Esta espectacular pieza se llama Galleria. Una palabra que, en el lenguaje de Dante, significa indistintamente galería de arte, túnel o pasillo. Frente a ella, una enorme pared, también excavada en cartón. Eva Jospin la bautizó Matera, el nombre de una ciudad troglodita italiana.

En Italia, su otro lugar y su nirvana

Estos títulos no deben nada al azar. El antiguo residente de Villa Medici, en Roma, está enamorado de La Botte y su grande belleza. Además, sucumbe con regularidad a una forma aguda del síndrome de Stendhal. En el Palacio Colonna en Roma, su corazón se aceleró en la Sala de Bordados Indios. Un recuerdo de rara intensidad que inspiró su dormitorio de seda bordada, escenario del desfile de Dior en julio en el Museo Rodin, un fragmento de 10 metros del cual se exhibe actualmente en el Museo del Impresionismo de Giverny.

Eva Jospin, en el Musée de la Chasse, en París, el 13 de noviembre de 2021.

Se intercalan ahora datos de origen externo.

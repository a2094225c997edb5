use std::mem::MaybeUninit;
use std::sync::atomic::{AtomicUsize, Ordering};
use std::sync::Arc;

use crossbeam_epoch::{self as epoch, Atomic, Owned, Shared};
use crossbeam_utils::Backoff;

use crate::collections::element::Element;
use crate::collections::queue::{QueueBase, QueueError, QueueReader, QueueSize, QueueWriter};

/// An unbounded multi-producer/multi-consumer FIFO built from compare-and-swap
/// alone (Michael–Scott). No operation ever blocks or takes a lock.
///
/// The queue always holds one dummy node: `head` points at the most recently
/// consumed node and the first live element is `head.next`. Retired dummies
/// are reclaimed through epoch-based deferral, so a concurrent reader can
/// never touch freed memory.
#[derive(Debug)]
pub struct LockFreeQueue<E> {
  inner: Arc<Inner<E>>,
}

impl<E> Clone for LockFreeQueue<E> {
  fn clone(&self) -> Self {
    Self {
      inner: self.inner.clone(),
    }
  }
}

#[derive(Debug)]
struct Inner<E> {
  head: Atomic<Node<E>>,
  tail: Atomic<Node<E>>,
  len: AtomicUsize,
}

#[derive(Debug)]
struct Node<E> {
  item: MaybeUninit<E>,
  next: Atomic<Node<E>>,
}

impl<E: Element> LockFreeQueue<E> {
  pub fn new() -> Self {
    let inner = Inner {
      head: Atomic::null(),
      tail: Atomic::null(),
      len: AtomicUsize::new(0),
    };
    let sentinel = Owned::new(Node {
      item: MaybeUninit::uninit(),
      next: Atomic::null(),
    });
    unsafe {
      let guard = epoch::unprotected();
      let sentinel = sentinel.into_shared(guard);
      inner.head.store(sentinel, Ordering::Relaxed);
      inner.tail.store(sentinel, Ordering::Relaxed);
    }
    Self { inner: Arc::new(inner) }
  }

  /// Appends `item` to the tail. Retries on contention; any thread that
  /// observes a lagging tail helps advance it first.
  pub fn put(&self, item: E) {
    let guard = epoch::pin();
    let mut new = Owned::new(Node {
      item: MaybeUninit::new(item),
      next: Atomic::null(),
    });
    let backoff = Backoff::new();
    loop {
      let tail = self.inner.tail.load(Ordering::Acquire, &guard);
      let tail_ref = unsafe { tail.deref() };
      let next = tail_ref.next.load(Ordering::Acquire, &guard);

      if !next.is_null() {
        // Tail is lagging behind the real last node.
        let _ = self
          .inner
          .tail
          .compare_exchange(tail, next, Ordering::Release, Ordering::Relaxed, &guard);
        continue;
      }

      match tail_ref
        .next
        .compare_exchange(Shared::null(), new, Ordering::Release, Ordering::Relaxed, &guard)
      {
        Ok(appended) => {
          // Best effort: a failure means another operation advanced it.
          let _ = self
            .inner
            .tail
            .compare_exchange(tail, appended, Ordering::Release, Ordering::Relaxed, &guard);
          self.inner.len.fetch_add(1, Ordering::Relaxed);
          return;
        }
        Err(err) => {
          new = err.new;
          backoff.spin();
        }
      }
    }
  }

  /// Pops the oldest element, or returns `None` if the queue is empty.
  ///
  /// The consumed node becomes the new dummy; its payload slot is read out
  /// exactly once by the thread that won the head CAS.
  pub fn get(&self) -> Option<E> {
    let guard = epoch::pin();
    let backoff = Backoff::new();
    loop {
      let head = self.inner.head.load(Ordering::Acquire, &guard);
      let head_ref = unsafe { head.deref() };
      let next = head_ref.next.load(Ordering::Acquire, &guard);
      let next_ref = match unsafe { next.as_ref() } {
        Some(next_ref) => next_ref,
        None => return None,
      };

      match self
        .inner
        .head
        .compare_exchange(head, next, Ordering::Release, Ordering::Relaxed, &guard)
      {
        Ok(_) => {
          // Keep the tail from pointing at the node we are retiring.
          let tail = self.inner.tail.load(Ordering::Relaxed, &guard);
          if head == tail {
            let _ = self
              .inner
              .tail
              .compare_exchange(tail, next, Ordering::Release, Ordering::Relaxed, &guard);
          }
          let item = unsafe { next_ref.item.as_ptr().read() };
          unsafe { guard.defer_destroy(head) };
          self.inner.len.fetch_sub(1, Ordering::Relaxed);
          return Some(item);
        }
        Err(_) => backoff.spin(),
      }
    }
  }

  /// Snapshot read of `head.next`; advisory only, it may be stale by the
  /// time the caller acts on it.
  pub fn is_empty(&self) -> bool {
    let guard = epoch::pin();
    let head = self.inner.head.load(Ordering::Acquire, &guard);
    let head_ref = unsafe { head.deref() };
    head_ref.next.load(Ordering::Acquire, &guard).is_null()
  }

  pub fn is_not_empty(&self) -> bool {
    !self.is_empty()
  }
}

impl<E: Element> Default for LockFreeQueue<E> {
  fn default() -> Self {
    Self::new()
  }
}

impl<E> Drop for Inner<E> {
  fn drop(&mut self) {
    unsafe {
      let guard = epoch::unprotected();
      let mut node = self.head.load(Ordering::Relaxed, guard);
      // The first node is the dummy; only later nodes still own a payload.
      let mut is_sentinel = true;
      while !node.is_null() {
        let next = node.deref().next.load(Ordering::Relaxed, guard);
        if !is_sentinel {
          drop(node.deref().item.as_ptr().read());
        }
        drop(node.into_owned());
        node = next;
        is_sentinel = false;
      }
    }
  }
}

impl<E: Element> QueueBase<E> for LockFreeQueue<E> {
  fn len(&self) -> QueueSize {
    QueueSize::Limited(self.inner.len.load(Ordering::Relaxed))
  }

  fn capacity(&self) -> QueueSize {
    QueueSize::Limitless
  }

  fn is_empty(&self) -> bool {
    self.is_empty()
  }
}

impl<E: Element> QueueWriter<E> for LockFreeQueue<E> {
  fn offer(&mut self, element: E) -> Result<(), QueueError<E>> {
    self.put(element);
    Ok(())
  }
}

impl<E: Element> QueueReader<E> for LockFreeQueue<E> {
  fn poll(&mut self) -> Option<E> {
    self.get()
  }
}

static_assertions::assert_impl_all!(LockFreeQueue<usize>: Send, Sync);
#[cfg(test)]
mod tests {
  use std::sync::{Arc, Barrier};
  use std::thread;

  use crate::concurrent::message_box::MessageBox;

  #[test]
  fn test_empty_box_yields_nothing() {
    let message_box = MessageBox::<u32>::new();
    assert_eq!(message_box.try_consume(), None);
  }

  #[test]
  fn test_lives_bound_consumption() {
    let message_box = MessageBox::new();
    message_box.publish("note", 2);
    assert_eq!(message_box.try_consume(), Some("note"));
    assert_eq!(message_box.try_consume(), Some("note"));
    assert_eq!(message_box.try_consume(), None);
  }

  #[test]
  fn test_republish_resets_lives() {
    let message_box = MessageBox::new();
    message_box.publish(1u32, 1);
    assert_eq!(message_box.try_consume(), Some(1));
    assert_eq!(message_box.try_consume(), None);
    message_box.publish(2u32, 3);
    assert_eq!(message_box.try_consume(), Some(2));
    assert_eq!(message_box.try_consume(), Some(2));
    assert_eq!(message_box.try_consume(), Some(2));
    assert_eq!(message_box.try_consume(), None);
  }

  #[test]
  fn test_concurrent_consumers_get_exactly_lives_values() {
    const LIVES: usize = 8;
    const THREADS: usize = 2 * LIVES;

    let message_box = Arc::new(MessageBox::new());
    message_box.publish("shared", LIVES);
    let barrier = Arc::new(Barrier::new(THREADS));

    let mut handles = Vec::new();
    for _ in 0..THREADS {
      let message_box = message_box.clone();
      let barrier = barrier.clone();
      handles.push(thread::spawn(move || {
        barrier.wait();
        message_box.try_consume()
      }));
    }

    let successes = handles
      .into_iter()
      .map(|handle| handle.join().unwrap())
      .filter(Option::is_some)
      .count();
    assert_eq!(successes, LIVES);
    assert_eq!(message_box.try_consume(), None);
  }
}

En los jardines de la Villa d’Este, en Tivoli, la sangre azotó sus sienes frente al ninfeo incrustado de concreciones calizas. De este vértigo nació su locura de hormigón instalada en 2018 en la finca Chaumont-sur-Loire. Del palacio barroco de Palermo, donde la artista francesa sufrió espasmos, extrajo elementos que retorció en un impresionante cenotafio de cartón, colocado en 2020 en la abadía de Montmajour, en Arles, y reconstruido en el Museo de Caza.

“Estaba atrapado en la idea de invitar a cualquiera a que viniera a ver mi trabajo. Enviar un correo electrónico a un comisario de exposiciones, con el nombre que llevo, me paralizó. »Eva Jospin

Fue en Italia donde Eva Jospin la encontró en otro lugar y su nirvana, el mapa de sus pasiones y lo que se necesita para estar seguro de comenzar, en 2002, susurro. Porque la hija del ex primer ministro Lionel Jospin ha trabajado durante mucho tiempo en la clandestinidad. Para construir su vocabulario, pero sobre todo para protegerse de las desagradables lenguas de la crítica. El graduado de Paris Beaux-Arts luego nada contra corriente.